The U.S. Electricity Industry Continues a Sweeping Transition

by Bob Shively, Enerdynamics President and Lead Facilitator

Each year, Black & Veatch surveys power sector stakeholders to determine their primary challenges and opportunities. As a major engineering, procurement, consulting, and construction company with over 100 years of industry experience, Black & Veatch must remain keenly aware of what is driving the industry. The 2021-2022 report, a result of surveying nearly 500 U.S. power stakeholders, describes “a clear picture of a power sector repowering itself and modernizing with new technologies and improved concepts to keep the power flowing to industry, businesses and homes.”

Here is Enerdynamics’ take on the top 10 findings:

1) The most challenging issues facing the industry are renewable integration, cybersecurity, and aging infrastructure, but challenges such as planning uncertainty, workforce issues, environmental regulations, reliability, distribution system modernization, and distributed energy are also important.  

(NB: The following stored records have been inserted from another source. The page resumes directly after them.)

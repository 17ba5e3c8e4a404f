//! Best-price sink: trait plus SQLite implementation
//!
//! Table written (see `/sql/`):
//! - `market_prices` - UPSERT on composite_key (current best price only, no history)

use super::types::PriceRecord;
use async_trait::async_trait;
use rusqlite::{Connection, OptionalExtension};
use std::fs;
use std::path::Path;
use std::sync::{Arc, Mutex, PoisonError};

#[derive(Debug, thiserror::Error)]
pub enum SinkError {
    #[error("database error: {0}")]
    Database(#[from] rusqlite::Error),

    #[error("schema error: {0}")]
    Schema(String),

    #[error("io error: {0}")]
    Io(#[from] std::io::Error),

    #[error("price {price} for {composite_key} does not fit an SQLite integer")]
    PriceOutOfRange { composite_key: String, price: u64 },

    #[error("sink is closed")]
    Closed,

    #[error("sink task failed: {0}")]
    Task(String),
}

/// Batched idempotent upsert keyed by composite key
#[async_trait]
pub trait PriceSink: Send + Sync {
    /// Create-or-update every record in one call
    ///
    /// Returns the number of rows written. No cross-row atomicity is promised
    /// to callers; the batch either reports success or an error.
    async fn upsert_batch(&self, records: Vec<PriceRecord>) -> Result<usize, SinkError>;

    /// Release the underlying connection
    async fn close(&self) -> Result<(), SinkError>;

    /// Backend name for logging
    fn backend_type(&self) -> &'static str;
}

/// Run schema migrations from SQL files
///
/// Reads all .sql files from `schema_dir` in filename order and executes them.
/// Every file must use `IF NOT EXISTS` so reruns are harmless.
pub fn run_schema_migrations(conn: &mut Connection, schema_dir: &str) -> Result<(), SinkError> {
    let schema_path = Path::new(schema_dir);

    if !schema_path.exists() {
        return Err(SinkError::Schema(format!("Schema directory not found: {}", schema_dir)));
    }

    conn.pragma_update(None, "journal_mode", "WAL")?;
    log::info!("📊 Enabled WAL mode for SQLite database");

    // Sorted so 01_, 02_, ... apply in order
    let mut sql_files: Vec<_> = fs::read_dir(schema_path)?
        .filter_map(|entry| entry.ok())
        .map(|entry| entry.path())
        .filter(|path| path.extension().and_then(|s| s.to_str()) == Some("sql"))
        .collect();
    sql_files.sort();

    log::info!("🔧 Running schema migrations from: {}", schema_dir);

    for path in sql_files {
        let filename = path
            .file_name()
            .map(|name| name.to_string_lossy().into_owned())
            .unwrap_or_default();

        log::info!("   ├─ Executing: {}", filename);
        let sql_content = fs::read_to_string(&path)?;
        conn.execute_batch(&sql_content)?;
    }

    log::info!("✅ All schema migrations completed successfully");
    Ok(())
}

const UPSERT_SQL: &str = r#"
    INSERT INTO market_prices (
        composite_key, item_id, item_name, quality, enchantment,
        price, location_id, location_name, tier, raw_item_id,
        expires_at, updated_at
    ) VALUES (?1, ?2, ?3, ?4, ?5, ?6, ?7, ?8, ?9, ?10, ?11, ?12)
    ON CONFLICT(composite_key) DO UPDATE SET
        item_id = excluded.item_id,
        item_name = excluded.item_name,
        quality = excluded.quality,
        enchantment = excluded.enchantment,
        price = excluded.price,
        location_id = excluded.location_id,
        location_name = excluded.location_name,
        tier = excluded.tier,
        raw_item_id = excluded.raw_item_id,
        expires_at = excluded.expires_at,
        updated_at = excluded.updated_at
"#;

/// SQLite implementation of PriceSink
///
/// The connection sits behind a mutex and every write runs on the blocking
/// pool, so a slow disk never parks an async worker.
pub struct SqlitePriceSink {
    conn: Arc<Mutex<Option<Connection>>>,
}

impl SqlitePriceSink {
    /// Open (or create) the database and apply migrations from `schema_dir`
    pub fn open(db_path: impl AsRef<Path>, schema_dir: &str) -> Result<Self, SinkError> {
        let db_path = db_path.as_ref();
        if let Some(parent) = db_path.parent() {
            if !parent.as_os_str().is_empty() {
                fs::create_dir_all(parent)?;
            }
        }

        let mut conn = Connection::open(db_path)?;
        run_schema_migrations(&mut conn, schema_dir)?;

        Ok(Self {
            conn: Arc::new(Mutex::new(Some(conn))),
        })
    }

    fn write_records(conn: &mut Connection, records: &[PriceRecord]) -> Result<usize, SinkError> {
        let tx = conn.transaction()?;
        {
            let mut stmt = tx.prepare_cached(UPSERT_SQL)?;
            for record in records {
                let price = i64::try_from(record.price).map_err(|_| SinkError::PriceOutOfRange {
                    composite_key: record.composite_key.clone(),
                    price: record.price,
                })?;
                stmt.execute(rusqlite::params![
                    record.composite_key,
                    record.item_id,
                    record.item_name,
                    record.quality,
                    record.enchantment,
                    price,
                    record.location_id,
                    record.location_name,
                    record.tier,
                    record.raw_item_id,
                    record.expires_at,
                    record.updated_at,
                ])?;
            }
        }
        tx.commit()?;
        Ok(records.len())
    }

    /// Read back one row by composite key
    pub fn fetch_record(&self, composite_key: &str) -> Result<Option<PriceRecord>, SinkError> {
        let guard = self.conn.lock().unwrap_or_else(PoisonError::into_inner);
        let conn = guard.as_ref().ok_or(SinkError::Closed)?;

        let record = conn
            .query_row(
                "SELECT composite_key, item_id, item_name, quality, enchantment,
                        price, location_id, location_name, tier, raw_item_id,
                        expires_at, updated_at
                 FROM market_prices WHERE composite_key = ?1",
                [composite_key],
                |row| {
                    Ok(PriceRecord {
                        composite_key: row.get(0)?,
                        item_id: row.get(1)?,
                        item_name: row.get(2)?,
                        quality: row.get(3)?,
                        enchantment: row.get(4)?,
                        price: u64::try_from(row.get::<_, i64>(5)?).map_err(|e| {
                            rusqlite::Error::FromSqlConversionFailure(5, rusqlite::types::Type::Integer, Box::new(e))
                        })?,
                        location_id: row.get(6)?,
                        location_name: row.get(7)?,
                        tier: row.get(8)?,
                        raw_item_id: row.get(9)?,
                        expires_at: row.get(10)?,
                        updated_at: row.get(11)?,
                    })
                },
            )
            .optional()?;

        Ok(record)
    }

    pub fn record_count(&self) -> Result<usize, SinkError> {
        let guard = self.conn.lock().unwrap_or_else(PoisonError::into_inner);
        let conn = guard.as_ref().ok_or(SinkError::Closed)?;
        let count: i64 = conn.query_row("SELECT COUNT(*) FROM market_prices", [], |row| row.get(0))?;
        Ok(count as usize)
    }
}

#[async_trait]
impl PriceSink for SqlitePriceSink {
    async fn upsert_batch(&self, records: Vec<PriceRecord>) -> Result<usize, SinkError> {
        if records.is_empty() {
            return Ok(0);
        }

        let conn = self.conn.clone();
        tokio::task::spawn_blocking(move || {
            let mut guard = conn.lock().unwrap_or_else(PoisonError::into_inner);
            let conn = guard.as_mut().ok_or(SinkError::Closed)?;
            Self::write_records(conn, &records)
        })
        .await
        .map_err(|e| SinkError::Task(e.to_string()))?
    }

    async fn close(&self) -> Result<(), SinkError> {
        let conn = self.conn.clone();
        tokio::task::spawn_blocking(move || {
            let taken = conn.lock().unwrap_or_else(PoisonError::into_inner).take();
            match taken {
                Some(conn) => conn.close().map_err(|(_, e)| SinkError::Database(e)),
                None => Ok(()),
            }
        })
        .await
        .map_err(|e| SinkError::Task(e.to_string()))?
    }

    fn backend_type(&self) -> &'static str {
        "sqlite"
    }
}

2) The movement to renewable supply coupled with batteries dominates new supply investment, with distributed energy resources also getting strong support.

3) Government policy, shareholder pressure, and customer demand are all driving investments in renewables.

4) The supply transition is causing concerns about the ability to adapt the delivery grid to the new resources.  


5) Decarbonization is important to a large majority of power companies. Nearly 80% of respondents state their companies are committed to reducing emissions of greenhouse gases. This includes 57% who are doing this independently from any regulatory mandate.

6) Renewables, batteries, and natural gas generation are key strategies for reducing carbon emissions.  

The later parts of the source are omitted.